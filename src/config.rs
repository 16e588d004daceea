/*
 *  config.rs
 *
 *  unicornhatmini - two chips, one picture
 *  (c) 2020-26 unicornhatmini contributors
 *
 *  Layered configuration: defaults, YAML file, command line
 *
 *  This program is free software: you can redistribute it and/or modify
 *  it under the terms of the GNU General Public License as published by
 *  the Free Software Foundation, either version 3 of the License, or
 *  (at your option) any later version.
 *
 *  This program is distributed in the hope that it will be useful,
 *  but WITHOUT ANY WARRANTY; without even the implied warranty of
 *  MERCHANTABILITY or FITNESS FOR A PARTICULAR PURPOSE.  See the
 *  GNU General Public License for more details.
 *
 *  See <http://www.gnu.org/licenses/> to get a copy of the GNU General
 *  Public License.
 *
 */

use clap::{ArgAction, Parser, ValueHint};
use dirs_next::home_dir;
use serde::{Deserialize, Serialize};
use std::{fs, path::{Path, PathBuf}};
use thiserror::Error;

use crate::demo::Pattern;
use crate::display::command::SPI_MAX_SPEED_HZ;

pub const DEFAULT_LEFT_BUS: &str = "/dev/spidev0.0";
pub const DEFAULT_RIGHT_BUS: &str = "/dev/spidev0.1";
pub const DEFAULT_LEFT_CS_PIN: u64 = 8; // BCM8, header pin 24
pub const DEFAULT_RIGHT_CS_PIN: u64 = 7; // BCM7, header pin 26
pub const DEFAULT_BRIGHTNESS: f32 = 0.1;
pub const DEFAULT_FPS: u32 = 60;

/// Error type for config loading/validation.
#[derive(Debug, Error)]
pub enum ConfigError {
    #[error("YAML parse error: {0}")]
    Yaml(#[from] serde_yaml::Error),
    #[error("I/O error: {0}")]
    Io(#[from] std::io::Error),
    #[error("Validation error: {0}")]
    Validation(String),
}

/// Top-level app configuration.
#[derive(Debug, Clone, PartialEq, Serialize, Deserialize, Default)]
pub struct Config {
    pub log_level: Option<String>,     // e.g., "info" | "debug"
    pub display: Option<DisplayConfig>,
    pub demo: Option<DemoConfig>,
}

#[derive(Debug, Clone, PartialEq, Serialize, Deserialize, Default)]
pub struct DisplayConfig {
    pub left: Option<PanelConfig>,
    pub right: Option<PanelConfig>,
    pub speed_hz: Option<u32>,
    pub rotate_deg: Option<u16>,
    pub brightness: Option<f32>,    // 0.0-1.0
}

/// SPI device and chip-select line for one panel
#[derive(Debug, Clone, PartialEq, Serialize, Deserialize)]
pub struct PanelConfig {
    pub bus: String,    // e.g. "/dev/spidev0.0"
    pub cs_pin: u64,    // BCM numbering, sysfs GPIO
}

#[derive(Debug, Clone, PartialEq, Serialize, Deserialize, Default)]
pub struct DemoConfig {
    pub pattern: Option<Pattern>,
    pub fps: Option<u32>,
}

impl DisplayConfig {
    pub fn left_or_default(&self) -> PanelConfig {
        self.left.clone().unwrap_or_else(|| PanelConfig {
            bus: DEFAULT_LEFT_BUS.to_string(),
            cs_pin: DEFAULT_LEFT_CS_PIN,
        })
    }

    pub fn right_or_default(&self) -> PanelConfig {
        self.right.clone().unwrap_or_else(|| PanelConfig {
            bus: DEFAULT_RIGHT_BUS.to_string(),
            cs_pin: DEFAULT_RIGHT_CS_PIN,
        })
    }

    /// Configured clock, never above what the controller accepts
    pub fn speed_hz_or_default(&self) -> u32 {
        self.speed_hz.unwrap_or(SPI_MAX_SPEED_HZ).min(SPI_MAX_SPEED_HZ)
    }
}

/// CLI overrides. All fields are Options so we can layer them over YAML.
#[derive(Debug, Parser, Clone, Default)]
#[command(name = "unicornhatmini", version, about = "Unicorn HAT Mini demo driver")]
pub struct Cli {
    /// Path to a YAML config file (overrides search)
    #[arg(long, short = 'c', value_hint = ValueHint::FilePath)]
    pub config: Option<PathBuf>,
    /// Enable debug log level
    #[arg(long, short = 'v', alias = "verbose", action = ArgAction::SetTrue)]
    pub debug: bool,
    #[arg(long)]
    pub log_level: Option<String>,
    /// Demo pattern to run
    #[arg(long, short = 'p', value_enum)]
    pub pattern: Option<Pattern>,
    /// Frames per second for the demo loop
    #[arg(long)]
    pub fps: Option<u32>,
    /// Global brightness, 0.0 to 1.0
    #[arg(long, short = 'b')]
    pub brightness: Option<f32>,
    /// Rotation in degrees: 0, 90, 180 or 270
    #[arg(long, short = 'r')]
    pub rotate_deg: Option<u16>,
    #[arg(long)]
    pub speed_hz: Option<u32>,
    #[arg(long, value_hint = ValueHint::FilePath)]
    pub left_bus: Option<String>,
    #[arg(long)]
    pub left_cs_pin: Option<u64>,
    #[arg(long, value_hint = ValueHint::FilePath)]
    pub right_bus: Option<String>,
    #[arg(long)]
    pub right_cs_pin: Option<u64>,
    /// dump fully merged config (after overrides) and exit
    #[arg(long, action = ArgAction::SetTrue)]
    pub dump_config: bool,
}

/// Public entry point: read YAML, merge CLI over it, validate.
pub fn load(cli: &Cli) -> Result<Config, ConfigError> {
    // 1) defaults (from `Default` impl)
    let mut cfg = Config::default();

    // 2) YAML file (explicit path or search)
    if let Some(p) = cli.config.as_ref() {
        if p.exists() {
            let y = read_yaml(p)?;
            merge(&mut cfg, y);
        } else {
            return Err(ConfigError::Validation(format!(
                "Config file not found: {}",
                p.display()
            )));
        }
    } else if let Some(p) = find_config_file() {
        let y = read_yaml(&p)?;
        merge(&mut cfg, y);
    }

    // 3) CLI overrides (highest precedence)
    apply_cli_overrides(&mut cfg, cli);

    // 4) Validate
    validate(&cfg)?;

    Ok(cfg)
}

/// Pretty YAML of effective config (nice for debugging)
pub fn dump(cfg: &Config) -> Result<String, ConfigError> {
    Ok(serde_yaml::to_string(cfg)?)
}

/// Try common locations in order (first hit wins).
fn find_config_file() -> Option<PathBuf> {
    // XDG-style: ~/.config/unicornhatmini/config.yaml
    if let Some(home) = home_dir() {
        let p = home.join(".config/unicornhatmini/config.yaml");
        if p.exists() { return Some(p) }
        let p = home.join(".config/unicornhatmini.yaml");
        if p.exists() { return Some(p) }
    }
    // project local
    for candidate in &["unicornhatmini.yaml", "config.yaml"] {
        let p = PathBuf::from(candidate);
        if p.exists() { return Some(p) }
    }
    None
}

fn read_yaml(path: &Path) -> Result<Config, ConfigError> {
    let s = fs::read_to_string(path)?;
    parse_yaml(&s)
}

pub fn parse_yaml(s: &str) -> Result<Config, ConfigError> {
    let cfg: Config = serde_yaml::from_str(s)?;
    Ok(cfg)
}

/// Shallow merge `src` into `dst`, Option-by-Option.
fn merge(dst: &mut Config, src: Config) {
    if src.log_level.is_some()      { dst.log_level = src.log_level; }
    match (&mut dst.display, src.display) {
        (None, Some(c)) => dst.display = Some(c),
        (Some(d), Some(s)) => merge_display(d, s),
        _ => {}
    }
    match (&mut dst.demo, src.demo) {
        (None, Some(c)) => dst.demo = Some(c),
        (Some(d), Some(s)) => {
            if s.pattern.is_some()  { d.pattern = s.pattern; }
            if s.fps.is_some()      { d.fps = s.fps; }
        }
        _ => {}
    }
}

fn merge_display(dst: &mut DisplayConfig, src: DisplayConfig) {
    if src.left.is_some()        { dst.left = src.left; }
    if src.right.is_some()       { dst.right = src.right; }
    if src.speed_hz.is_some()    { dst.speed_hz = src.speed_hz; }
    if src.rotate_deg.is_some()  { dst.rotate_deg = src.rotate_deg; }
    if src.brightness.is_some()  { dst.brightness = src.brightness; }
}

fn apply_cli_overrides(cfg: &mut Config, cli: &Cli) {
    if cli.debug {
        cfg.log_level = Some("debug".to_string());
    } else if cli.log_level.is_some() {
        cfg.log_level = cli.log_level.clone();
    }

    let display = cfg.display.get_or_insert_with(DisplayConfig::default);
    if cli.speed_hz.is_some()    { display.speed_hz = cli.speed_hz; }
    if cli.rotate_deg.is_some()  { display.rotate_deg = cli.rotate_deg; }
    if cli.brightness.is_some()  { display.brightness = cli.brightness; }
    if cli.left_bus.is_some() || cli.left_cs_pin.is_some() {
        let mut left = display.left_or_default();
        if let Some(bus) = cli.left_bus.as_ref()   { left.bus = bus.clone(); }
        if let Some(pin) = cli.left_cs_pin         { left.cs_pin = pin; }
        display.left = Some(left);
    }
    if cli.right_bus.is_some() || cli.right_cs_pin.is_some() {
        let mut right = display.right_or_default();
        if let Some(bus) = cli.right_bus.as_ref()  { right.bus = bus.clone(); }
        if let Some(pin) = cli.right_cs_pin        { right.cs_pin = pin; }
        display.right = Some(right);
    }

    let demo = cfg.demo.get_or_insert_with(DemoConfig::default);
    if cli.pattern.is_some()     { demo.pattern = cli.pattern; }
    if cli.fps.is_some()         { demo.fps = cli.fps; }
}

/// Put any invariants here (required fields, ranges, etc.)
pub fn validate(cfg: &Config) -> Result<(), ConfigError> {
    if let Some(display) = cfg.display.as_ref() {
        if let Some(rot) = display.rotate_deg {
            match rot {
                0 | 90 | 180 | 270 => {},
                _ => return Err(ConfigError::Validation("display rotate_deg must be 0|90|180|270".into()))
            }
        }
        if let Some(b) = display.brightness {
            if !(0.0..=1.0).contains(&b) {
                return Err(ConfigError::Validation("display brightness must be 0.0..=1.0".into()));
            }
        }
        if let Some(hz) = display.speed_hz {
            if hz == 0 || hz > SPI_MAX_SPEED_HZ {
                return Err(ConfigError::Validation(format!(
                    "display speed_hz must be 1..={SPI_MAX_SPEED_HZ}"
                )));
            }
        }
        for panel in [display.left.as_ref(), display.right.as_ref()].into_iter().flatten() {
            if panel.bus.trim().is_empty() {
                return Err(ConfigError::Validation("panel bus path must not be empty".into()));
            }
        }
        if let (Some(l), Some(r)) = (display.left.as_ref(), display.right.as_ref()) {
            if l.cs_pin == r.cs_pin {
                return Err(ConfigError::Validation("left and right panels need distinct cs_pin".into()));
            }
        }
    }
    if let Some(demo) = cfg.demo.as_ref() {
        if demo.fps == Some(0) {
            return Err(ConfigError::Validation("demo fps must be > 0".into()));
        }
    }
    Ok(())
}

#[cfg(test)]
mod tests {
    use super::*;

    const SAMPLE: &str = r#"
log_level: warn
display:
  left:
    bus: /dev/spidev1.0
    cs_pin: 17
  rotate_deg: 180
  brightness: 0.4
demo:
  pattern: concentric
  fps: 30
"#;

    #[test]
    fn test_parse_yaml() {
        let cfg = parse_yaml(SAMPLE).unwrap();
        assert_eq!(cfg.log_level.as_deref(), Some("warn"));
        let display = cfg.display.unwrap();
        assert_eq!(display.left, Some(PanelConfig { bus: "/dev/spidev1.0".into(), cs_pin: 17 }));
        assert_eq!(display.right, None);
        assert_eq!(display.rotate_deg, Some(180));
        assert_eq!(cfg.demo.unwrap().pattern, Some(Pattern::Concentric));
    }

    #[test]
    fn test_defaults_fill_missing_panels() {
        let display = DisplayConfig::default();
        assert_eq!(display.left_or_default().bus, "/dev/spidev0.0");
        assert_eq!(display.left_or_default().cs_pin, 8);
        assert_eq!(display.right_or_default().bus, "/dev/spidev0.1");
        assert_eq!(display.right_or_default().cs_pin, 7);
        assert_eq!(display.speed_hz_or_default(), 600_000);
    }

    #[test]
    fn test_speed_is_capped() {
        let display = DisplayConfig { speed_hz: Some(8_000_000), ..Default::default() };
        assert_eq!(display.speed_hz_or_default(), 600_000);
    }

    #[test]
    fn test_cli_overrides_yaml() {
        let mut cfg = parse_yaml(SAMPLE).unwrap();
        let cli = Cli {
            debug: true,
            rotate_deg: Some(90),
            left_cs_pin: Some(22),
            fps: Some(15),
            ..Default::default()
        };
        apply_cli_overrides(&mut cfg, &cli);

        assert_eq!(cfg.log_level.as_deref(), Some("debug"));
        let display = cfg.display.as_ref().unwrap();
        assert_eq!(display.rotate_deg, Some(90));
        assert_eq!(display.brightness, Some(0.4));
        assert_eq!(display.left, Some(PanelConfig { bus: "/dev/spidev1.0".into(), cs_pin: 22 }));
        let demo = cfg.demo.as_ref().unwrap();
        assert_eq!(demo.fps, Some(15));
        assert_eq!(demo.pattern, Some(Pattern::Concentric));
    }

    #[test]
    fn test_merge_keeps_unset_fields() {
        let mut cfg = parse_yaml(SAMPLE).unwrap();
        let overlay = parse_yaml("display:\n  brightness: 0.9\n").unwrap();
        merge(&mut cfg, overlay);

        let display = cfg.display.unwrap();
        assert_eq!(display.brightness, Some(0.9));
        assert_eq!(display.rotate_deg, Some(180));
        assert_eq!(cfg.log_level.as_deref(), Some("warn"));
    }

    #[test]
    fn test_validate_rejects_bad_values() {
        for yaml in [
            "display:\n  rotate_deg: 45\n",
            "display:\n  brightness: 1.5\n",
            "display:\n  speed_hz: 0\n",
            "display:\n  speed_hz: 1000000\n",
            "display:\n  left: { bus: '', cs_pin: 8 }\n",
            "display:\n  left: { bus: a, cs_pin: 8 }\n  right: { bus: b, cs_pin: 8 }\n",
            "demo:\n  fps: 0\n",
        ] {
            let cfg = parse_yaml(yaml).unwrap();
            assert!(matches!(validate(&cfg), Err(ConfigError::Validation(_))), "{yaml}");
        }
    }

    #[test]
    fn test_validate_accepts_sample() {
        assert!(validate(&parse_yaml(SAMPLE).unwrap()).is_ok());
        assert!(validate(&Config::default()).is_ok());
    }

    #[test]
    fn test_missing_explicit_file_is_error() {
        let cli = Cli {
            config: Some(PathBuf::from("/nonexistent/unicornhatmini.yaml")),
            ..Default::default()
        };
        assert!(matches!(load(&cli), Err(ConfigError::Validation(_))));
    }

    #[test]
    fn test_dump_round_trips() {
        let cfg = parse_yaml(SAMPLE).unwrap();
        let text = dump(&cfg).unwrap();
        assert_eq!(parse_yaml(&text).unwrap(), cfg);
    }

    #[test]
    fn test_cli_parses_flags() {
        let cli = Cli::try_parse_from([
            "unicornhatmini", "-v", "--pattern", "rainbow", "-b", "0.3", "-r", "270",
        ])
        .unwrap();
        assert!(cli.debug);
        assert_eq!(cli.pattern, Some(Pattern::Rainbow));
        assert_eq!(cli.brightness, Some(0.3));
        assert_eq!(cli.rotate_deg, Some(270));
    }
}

--------

_WORK TO COMPLETE:_
Once you have found every line above holding the word "header", copy those lines.

_EXERCISE OUTPUT:_
pub const DEFAULT_LEFT_CS_PIN: u64 = 8; // BCM8, header pin 24
pub const DEFAULT_RIGHT_CS_PIN: u64 = 7; // BCM7, header pin 26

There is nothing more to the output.